Sunday’s Obituary~Dr. Cornelius Kollock


Dr. Cornelius Kollock
    b. Dec. 7, 1824
d. Aug. 17, 1897
bu. St. David’s Cemetery 

Dr. Cornelius Kollock was born 7 December 1824 in Marlboro County, South Carolina. He was a son of Oliver Hawes Kollock and Sarah James Wilson. At the age of seventeen he was admitted to Brown University. It was at Brown University that he met his future wife Mary Henrietta Shaw.  She waited patiently for 6 years until his graduation to marry him. He studied medicine at the University of Pennsylvania in Philadelphia. After graduation in 1848, he spent 2 years in Paris studying under the great surgeon of that era, Gerhard, Michel and Ricord and others.  

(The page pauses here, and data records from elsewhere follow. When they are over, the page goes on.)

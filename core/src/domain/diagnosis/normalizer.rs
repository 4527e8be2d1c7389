use serde_json::Value;

use crate::domain::diagnosis::{
    aliases::{CanonicalField, Resolved, candidates},
    coercion::{NumericKind, coerce},
    entities::{CanonicalDiagnosis, Normalization, NormalizationNote, UNKNOWN_DISEASE},
    segmentation::{Segmentation, segment_advice, segment_recommendations},
};

pub const CONFIDENCE_MIN: f64 = 0.0;
pub const CONFIDENCE_MAX: f64 = 1.0;

/// Maps an upstream payload of any shape onto a [`CanonicalDiagnosis`].
///
/// Never fails: anything that cannot be resolved takes the field default, and
/// every such decision is reported in [`Normalization::notes`].
pub fn normalize(payload: &Value) -> Normalization {
    let mut assembly = Assembly::new(payload);

    let (disease_name, treatment_recommendations, preventive_advice) =
        match canonical_shape(payload) {
            Some(shape) => {
                assembly.notes.push(NormalizationNote::FastPath);
                shape
            }
            None => (
                assembly.disease_name(),
                assembly.list(
                    CanonicalField::TreatmentRecommendations,
                    segment_recommendations,
                ),
                assembly.list(CanonicalField::PreventiveAdvice, segment_advice),
            ),
        };

    let diagnosis = CanonicalDiagnosis {
        disease_name,
        confidence_score: assembly.confidence(),
        treatment_recommendations,
        preventive_advice,
        severity_percentage: assembly.percentage(CanonicalField::SeverityPercentage),
        yield_loss_risk: assembly.percentage(CanonicalField::YieldLossRisk),
    };

    Normalization {
        diagnosis,
        notes: assembly.notes,
    }
}

/// Name and lists of a payload that already uses the canonical keys and types.
fn canonical_shape(payload: &Value) -> Option<(String, Vec<String>, Vec<String>)> {
    let object = payload.as_object()?;

    let disease_name = object
        .get(CanonicalField::DiseaseName.as_str())?
        .as_str()
        .filter(|name| !name.trim().is_empty())?;
    let treatment = object
        .get(CanonicalField::TreatmentRecommendations.as_str())?
        .as_array()?;
    let preventive = object
        .get(CanonicalField::PreventiveAdvice.as_str())?
        .as_array()?;

    Some((
        disease_name.to_string(),
        list_items(treatment),
        list_items(preventive),
    ))
}

fn list_items(values: &[Value]) -> Vec<String> {
    values
        .iter()
        .filter_map(Value::as_str)
        .filter(|item| !item.trim().is_empty())
        .map(str::to_string)
        .collect()
}

/// Usable list input found under one alias.
enum ListSource<'a> {
    Items(&'a [Value]),
    Prose(&'a str),
}

struct Assembly<'a> {
    payload: &'a Value,
    notes: Vec<NormalizationNote>,
}

impl<'a> Assembly<'a> {
    fn new(payload: &'a Value) -> Self {
        Self {
            payload,
            notes: Vec::new(),
        }
    }

    /// Walks the aliases of `field` in precedence order and returns the first
    /// value `accept` can use. Rejected values are reported as unparseable;
    /// the field is reported as defaulted when nothing was usable.
    fn first_usable<T>(
        &mut self,
        field: CanonicalField,
        mut accept: impl FnMut(&'a Value) -> Option<T>,
    ) -> Option<T> {
        for resolved in candidates(self.payload, field) {
            match accept(resolved.value) {
                Some(usable) => return Some(usable),
                None => self.unparseable(field, resolved),
            }
        }

        self.notes.push(NormalizationNote::Defaulted { field });
        None
    }

    fn unparseable(&mut self, field: CanonicalField, resolved: Resolved<'_>) {
        self.notes.push(NormalizationNote::Unparseable {
            field,
            alias: resolved.alias,
            raw: resolved.value.to_string(),
        });
    }

    fn disease_name(&mut self) -> String {
        self.first_usable(CanonicalField::DiseaseName, |value| {
            value.as_str().map(|name| name.trim().to_string())
        })
        .unwrap_or_else(|| UNKNOWN_DISEASE.to_string())
    }

    fn list(&mut self, field: CanonicalField, segment: fn(&str) -> Segmentation) -> Vec<String> {
        let source = self.first_usable(field, |value| match value {
            Value::Array(values) => Some(ListSource::Items(values.as_slice())),
            Value::String(text) => Some(ListSource::Prose(text.as_str())),
            _ => None,
        });

        match source {
            Some(ListSource::Items(values)) => list_items(values),
            Some(ListSource::Prose(text)) => {
                let segmentation = segment(text);
                self.notes.push(NormalizationNote::Segmented {
                    field,
                    strategy: segmentation.strategy,
                    items: segmentation.items.len(),
                });
                segmentation.items
            }
            None => Vec::new(),
        }
    }

    fn confidence(&mut self) -> f64 {
        let field = CanonicalField::ConfidenceScore;

        let Some(coerced) =
            self.first_usable(field, |value| coerce(value, NumericKind::Confidence))
        else {
            return CONFIDENCE_MIN;
        };

        let value = coerced.value.clamp(CONFIDENCE_MIN, CONFIDENCE_MAX);
        if value != coerced.value {
            self.notes.push(NormalizationNote::Clamped {
                field,
                from: coerced.value,
                to: value,
            });
        }
        value
    }

    fn percentage(&mut self, field: CanonicalField) -> Option<f64> {
        let coerced = self.first_usable(field, |value| coerce(value, NumericKind::Percentage))?;

        if let Some(from) = coerced.clamped_from {
            self.notes.push(NormalizationNote::Clamped {
                field,
                from,
                to: coerced.value,
            });
        }
        Some(coerced.value)
    }
}
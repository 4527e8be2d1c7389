pub mod analysis;
pub mod db;
pub mod upstream;
use tracing::{info, warn};

use crate::{
    domain::common::{LeafdocConfig, UpstreamConfig, services::Service},
    infrastructure::{
        analysis::PostgresAnalysisRepository,
        db::postgres::{Postgres, PostgresConfig},
        upstream::WebhookDiagnosticClient,
    },
};

pub type LeafdocService = Service<WebhookDiagnosticClient, PostgresAnalysisRepository>;

pub async fn create_service(config: LeafdocConfig) -> Result<LeafdocService, anyhow::Error> {
    let postgres = Postgres::new(PostgresConfig {
        database_url: config.database.url(),
    })
    .await?;
    postgres.migrate().await?;

    let upstream = create_upstream(&config.upstream)?;
    let analysis_repository = PostgresAnalysisRepository::new(postgres.get_db());

    Ok(Service::new(upstream, analysis_repository))
}

/// Builds the webhook client, or `None` when no endpoint is configured.
pub fn create_upstream(
    config: &UpstreamConfig,
) -> Result<Option<WebhookDiagnosticClient>, anyhow::Error> {
    let Some(webhook_url) = config.endpoint() else {
        warn!("No upstream webhook configured, every diagnosis will use the fallback record");
        return Ok(None);
    };

    info!(webhook_url, "Upstream diagnostic webhook configured");
    let client = WebhookDiagnosticClient::new(webhook_url.to_string(), config.timeout)?;

    Ok(Some(client))
}

#[cfg(test)]
mod tests {
    use super::*;

    #[test]
    fn test_no_endpoint_means_no_upstream() {
        let upstream = create_upstream(&UpstreamConfig::default()).unwrap();
        assert!(upstream.is_none());
    }

    #[test]
    fn test_endpoint_builds_client() {
        let config = UpstreamConfig {
            webhook_url: Some("http://localhost:5678/webhook/leaf".to_string()),
            ..Default::default()
        };

        let upstream = create_upstream(&config).unwrap().unwrap();
        assert_eq!(upstream.webhook_url(), "http://localhost:5678/webhook/leaf");
    }
}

In January 1856 Dr. Kollock , The Rev. Alexander Gregg, W. L. T. Prince, Henry McIver met at the Gregg home and organized the Cheraw Lyceum.
He served with the Medical Department of the Confederate States Army as a civilian volunteer. He and his wife went to Richmond in June 1861 and stayed for 3 months. He was there during the first battle of Manassas (21 July 1861).
Dr. Kollock died on 17 August 1897 and was buried in St. David's Episcopal Church Cemetery.

 Death of Dr. Kollock

Death of Dr. Kollock
Charleston, Aug. 17. – A special to The news and Courier from Cheraw announces the death of Dr. Cornelius Kollock, one of the most eminent physicians in the State and an authority on abdominal surgery. He was born in Cheraw in 1824; graduated at Brown University and in medicine at the University of Pennsylvania; studied in Paris under Velpeau and others; married Miss Mary Henrietta Shaw of Boston.1  

I do not have any information suggesting that Dr. Kollock cared for any of my kinfolk during his practice from 1851 till 1895; but, there is a high probability that some of them were under his care.

The men and women of Cheraw and the surrounding communities were blessed to have this amazing Doctor to care for them.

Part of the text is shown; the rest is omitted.